Source data:

[Start of section]

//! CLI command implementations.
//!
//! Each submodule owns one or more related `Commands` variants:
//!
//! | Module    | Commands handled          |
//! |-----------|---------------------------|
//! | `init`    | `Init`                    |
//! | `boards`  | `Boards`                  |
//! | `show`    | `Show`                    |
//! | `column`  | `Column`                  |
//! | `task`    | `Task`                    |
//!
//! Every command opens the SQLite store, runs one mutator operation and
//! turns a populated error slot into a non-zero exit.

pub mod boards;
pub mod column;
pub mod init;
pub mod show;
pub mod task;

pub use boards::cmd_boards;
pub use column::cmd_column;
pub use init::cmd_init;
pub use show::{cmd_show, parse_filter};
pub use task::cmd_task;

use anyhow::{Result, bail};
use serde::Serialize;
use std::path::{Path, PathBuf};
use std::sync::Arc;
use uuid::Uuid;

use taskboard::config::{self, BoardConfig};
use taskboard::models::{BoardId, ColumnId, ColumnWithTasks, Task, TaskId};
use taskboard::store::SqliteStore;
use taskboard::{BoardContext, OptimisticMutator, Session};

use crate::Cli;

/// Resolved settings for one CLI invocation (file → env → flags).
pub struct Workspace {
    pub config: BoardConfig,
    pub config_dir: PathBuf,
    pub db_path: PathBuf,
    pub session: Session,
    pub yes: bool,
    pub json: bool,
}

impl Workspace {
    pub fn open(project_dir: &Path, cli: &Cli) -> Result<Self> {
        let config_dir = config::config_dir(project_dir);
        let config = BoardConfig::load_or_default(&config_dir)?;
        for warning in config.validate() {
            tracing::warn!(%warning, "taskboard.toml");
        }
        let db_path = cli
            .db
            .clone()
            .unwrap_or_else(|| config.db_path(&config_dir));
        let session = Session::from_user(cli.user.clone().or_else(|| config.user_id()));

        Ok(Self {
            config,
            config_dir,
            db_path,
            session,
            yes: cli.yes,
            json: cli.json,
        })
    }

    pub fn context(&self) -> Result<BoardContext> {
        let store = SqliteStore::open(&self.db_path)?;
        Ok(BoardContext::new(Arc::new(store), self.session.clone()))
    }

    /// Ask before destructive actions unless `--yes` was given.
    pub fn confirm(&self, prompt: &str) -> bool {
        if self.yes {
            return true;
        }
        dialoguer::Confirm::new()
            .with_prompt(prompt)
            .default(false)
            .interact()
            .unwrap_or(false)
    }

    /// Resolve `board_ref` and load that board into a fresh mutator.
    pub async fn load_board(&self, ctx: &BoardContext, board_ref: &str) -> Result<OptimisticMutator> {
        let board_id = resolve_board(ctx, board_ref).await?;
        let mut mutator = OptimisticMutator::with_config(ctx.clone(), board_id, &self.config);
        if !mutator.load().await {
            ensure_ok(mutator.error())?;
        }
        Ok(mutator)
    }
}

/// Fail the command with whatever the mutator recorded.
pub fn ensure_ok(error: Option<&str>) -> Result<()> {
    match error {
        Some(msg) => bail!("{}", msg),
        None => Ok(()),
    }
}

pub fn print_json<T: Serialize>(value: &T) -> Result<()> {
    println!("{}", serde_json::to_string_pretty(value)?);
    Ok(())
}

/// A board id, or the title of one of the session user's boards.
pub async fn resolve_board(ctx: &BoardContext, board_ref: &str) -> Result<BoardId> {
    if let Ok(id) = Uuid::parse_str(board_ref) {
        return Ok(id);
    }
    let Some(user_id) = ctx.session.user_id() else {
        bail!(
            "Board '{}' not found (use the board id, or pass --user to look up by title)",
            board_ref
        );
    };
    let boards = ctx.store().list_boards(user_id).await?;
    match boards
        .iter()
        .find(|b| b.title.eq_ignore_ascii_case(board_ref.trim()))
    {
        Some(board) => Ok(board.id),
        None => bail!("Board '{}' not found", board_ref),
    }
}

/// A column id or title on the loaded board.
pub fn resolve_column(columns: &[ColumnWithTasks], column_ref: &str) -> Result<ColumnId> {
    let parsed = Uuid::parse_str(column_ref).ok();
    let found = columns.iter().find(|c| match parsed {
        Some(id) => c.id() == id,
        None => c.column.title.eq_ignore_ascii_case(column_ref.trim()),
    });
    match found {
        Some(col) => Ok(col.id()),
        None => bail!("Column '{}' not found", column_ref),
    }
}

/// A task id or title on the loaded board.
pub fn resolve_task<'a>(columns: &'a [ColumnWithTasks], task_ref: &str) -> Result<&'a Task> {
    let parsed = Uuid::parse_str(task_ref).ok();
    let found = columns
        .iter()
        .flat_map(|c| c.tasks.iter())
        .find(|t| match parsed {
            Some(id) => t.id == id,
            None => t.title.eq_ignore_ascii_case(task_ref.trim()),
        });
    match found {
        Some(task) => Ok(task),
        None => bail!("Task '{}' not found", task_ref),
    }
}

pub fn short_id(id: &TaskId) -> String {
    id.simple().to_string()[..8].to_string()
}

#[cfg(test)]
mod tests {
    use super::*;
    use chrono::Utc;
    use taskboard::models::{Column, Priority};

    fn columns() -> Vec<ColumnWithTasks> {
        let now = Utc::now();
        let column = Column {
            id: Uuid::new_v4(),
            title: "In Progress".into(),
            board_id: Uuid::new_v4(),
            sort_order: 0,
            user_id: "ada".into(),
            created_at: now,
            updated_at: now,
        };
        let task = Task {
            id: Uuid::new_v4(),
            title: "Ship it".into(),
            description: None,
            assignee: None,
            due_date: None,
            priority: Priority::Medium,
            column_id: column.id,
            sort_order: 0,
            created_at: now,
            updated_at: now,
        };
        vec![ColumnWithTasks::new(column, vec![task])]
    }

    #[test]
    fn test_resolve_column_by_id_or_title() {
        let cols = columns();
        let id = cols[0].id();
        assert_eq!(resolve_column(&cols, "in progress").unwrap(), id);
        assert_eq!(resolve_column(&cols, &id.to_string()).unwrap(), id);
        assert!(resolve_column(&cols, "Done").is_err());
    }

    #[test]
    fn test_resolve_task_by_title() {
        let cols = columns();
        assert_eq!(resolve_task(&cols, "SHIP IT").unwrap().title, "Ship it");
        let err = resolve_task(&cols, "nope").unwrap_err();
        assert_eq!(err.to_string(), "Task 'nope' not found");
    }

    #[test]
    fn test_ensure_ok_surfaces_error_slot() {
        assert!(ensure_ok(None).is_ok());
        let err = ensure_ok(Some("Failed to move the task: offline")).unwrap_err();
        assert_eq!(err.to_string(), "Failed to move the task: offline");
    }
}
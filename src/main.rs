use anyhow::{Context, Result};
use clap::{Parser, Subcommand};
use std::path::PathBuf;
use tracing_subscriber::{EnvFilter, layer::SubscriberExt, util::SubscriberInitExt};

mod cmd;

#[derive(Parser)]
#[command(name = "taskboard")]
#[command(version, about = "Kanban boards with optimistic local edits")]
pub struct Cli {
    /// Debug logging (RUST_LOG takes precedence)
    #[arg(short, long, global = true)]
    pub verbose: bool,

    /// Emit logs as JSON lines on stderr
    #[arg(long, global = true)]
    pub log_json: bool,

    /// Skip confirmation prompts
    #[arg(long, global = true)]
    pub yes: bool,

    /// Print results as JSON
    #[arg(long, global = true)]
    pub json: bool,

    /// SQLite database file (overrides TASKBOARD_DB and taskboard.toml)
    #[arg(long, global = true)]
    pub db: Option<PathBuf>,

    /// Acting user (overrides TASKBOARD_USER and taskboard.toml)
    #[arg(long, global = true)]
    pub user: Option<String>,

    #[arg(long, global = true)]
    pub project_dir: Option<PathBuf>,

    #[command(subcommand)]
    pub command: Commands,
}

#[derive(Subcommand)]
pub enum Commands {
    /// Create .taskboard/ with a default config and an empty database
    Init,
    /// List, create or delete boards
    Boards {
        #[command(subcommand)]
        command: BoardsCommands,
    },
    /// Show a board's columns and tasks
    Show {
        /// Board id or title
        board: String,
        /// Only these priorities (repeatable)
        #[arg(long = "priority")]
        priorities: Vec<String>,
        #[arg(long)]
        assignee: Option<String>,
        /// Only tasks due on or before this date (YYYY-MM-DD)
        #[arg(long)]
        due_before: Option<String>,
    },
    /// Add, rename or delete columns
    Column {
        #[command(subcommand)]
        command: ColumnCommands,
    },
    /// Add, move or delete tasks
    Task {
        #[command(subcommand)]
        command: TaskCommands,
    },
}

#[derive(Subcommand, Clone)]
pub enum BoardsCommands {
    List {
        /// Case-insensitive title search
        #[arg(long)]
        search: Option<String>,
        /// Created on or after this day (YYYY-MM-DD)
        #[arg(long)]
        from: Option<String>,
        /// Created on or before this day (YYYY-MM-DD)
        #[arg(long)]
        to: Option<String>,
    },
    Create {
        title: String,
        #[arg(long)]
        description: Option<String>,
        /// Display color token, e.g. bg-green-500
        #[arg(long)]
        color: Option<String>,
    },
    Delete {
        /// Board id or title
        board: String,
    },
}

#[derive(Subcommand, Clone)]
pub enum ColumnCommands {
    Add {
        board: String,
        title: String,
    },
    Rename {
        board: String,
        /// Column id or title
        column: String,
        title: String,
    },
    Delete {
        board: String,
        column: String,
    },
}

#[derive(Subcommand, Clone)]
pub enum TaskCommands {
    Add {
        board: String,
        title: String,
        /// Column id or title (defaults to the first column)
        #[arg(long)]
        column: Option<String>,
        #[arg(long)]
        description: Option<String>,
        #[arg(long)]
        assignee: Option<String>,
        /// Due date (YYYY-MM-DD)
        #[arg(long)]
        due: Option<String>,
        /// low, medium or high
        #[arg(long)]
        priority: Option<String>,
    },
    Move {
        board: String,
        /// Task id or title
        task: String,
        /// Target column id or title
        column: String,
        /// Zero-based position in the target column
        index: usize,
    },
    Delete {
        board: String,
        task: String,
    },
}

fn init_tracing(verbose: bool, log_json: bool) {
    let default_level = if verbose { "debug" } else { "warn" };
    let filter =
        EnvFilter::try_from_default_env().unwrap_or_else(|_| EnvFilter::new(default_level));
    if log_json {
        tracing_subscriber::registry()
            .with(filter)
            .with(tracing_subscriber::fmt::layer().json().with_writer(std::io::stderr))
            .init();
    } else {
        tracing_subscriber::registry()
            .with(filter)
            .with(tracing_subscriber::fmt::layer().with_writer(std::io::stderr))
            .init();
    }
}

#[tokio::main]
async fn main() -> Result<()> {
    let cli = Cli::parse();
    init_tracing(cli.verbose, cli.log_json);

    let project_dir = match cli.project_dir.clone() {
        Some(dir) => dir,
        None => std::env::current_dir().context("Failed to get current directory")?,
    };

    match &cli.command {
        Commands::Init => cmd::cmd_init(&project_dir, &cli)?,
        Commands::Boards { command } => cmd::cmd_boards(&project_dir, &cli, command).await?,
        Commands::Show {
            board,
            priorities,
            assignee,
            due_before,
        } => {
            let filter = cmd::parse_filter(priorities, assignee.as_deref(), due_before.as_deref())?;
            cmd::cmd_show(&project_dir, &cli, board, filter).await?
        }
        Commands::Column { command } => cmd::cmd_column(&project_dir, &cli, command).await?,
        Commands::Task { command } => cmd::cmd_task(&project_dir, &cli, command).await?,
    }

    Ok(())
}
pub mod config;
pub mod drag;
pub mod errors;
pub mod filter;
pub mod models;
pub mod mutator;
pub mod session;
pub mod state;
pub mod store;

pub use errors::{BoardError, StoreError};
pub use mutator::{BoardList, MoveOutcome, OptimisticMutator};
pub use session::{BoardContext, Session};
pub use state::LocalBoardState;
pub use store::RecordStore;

[End of section]

What is being asked: Copy each line of the preceding material that contains "toml".

Exercise solution:
            tracing::warn!(%warning, "taskboard.toml");
    /// SQLite database file (overrides TASKBOARD_DB and taskboard.toml)
    /// Acting user (overrides TASKBOARD_USER and taskboard.toml)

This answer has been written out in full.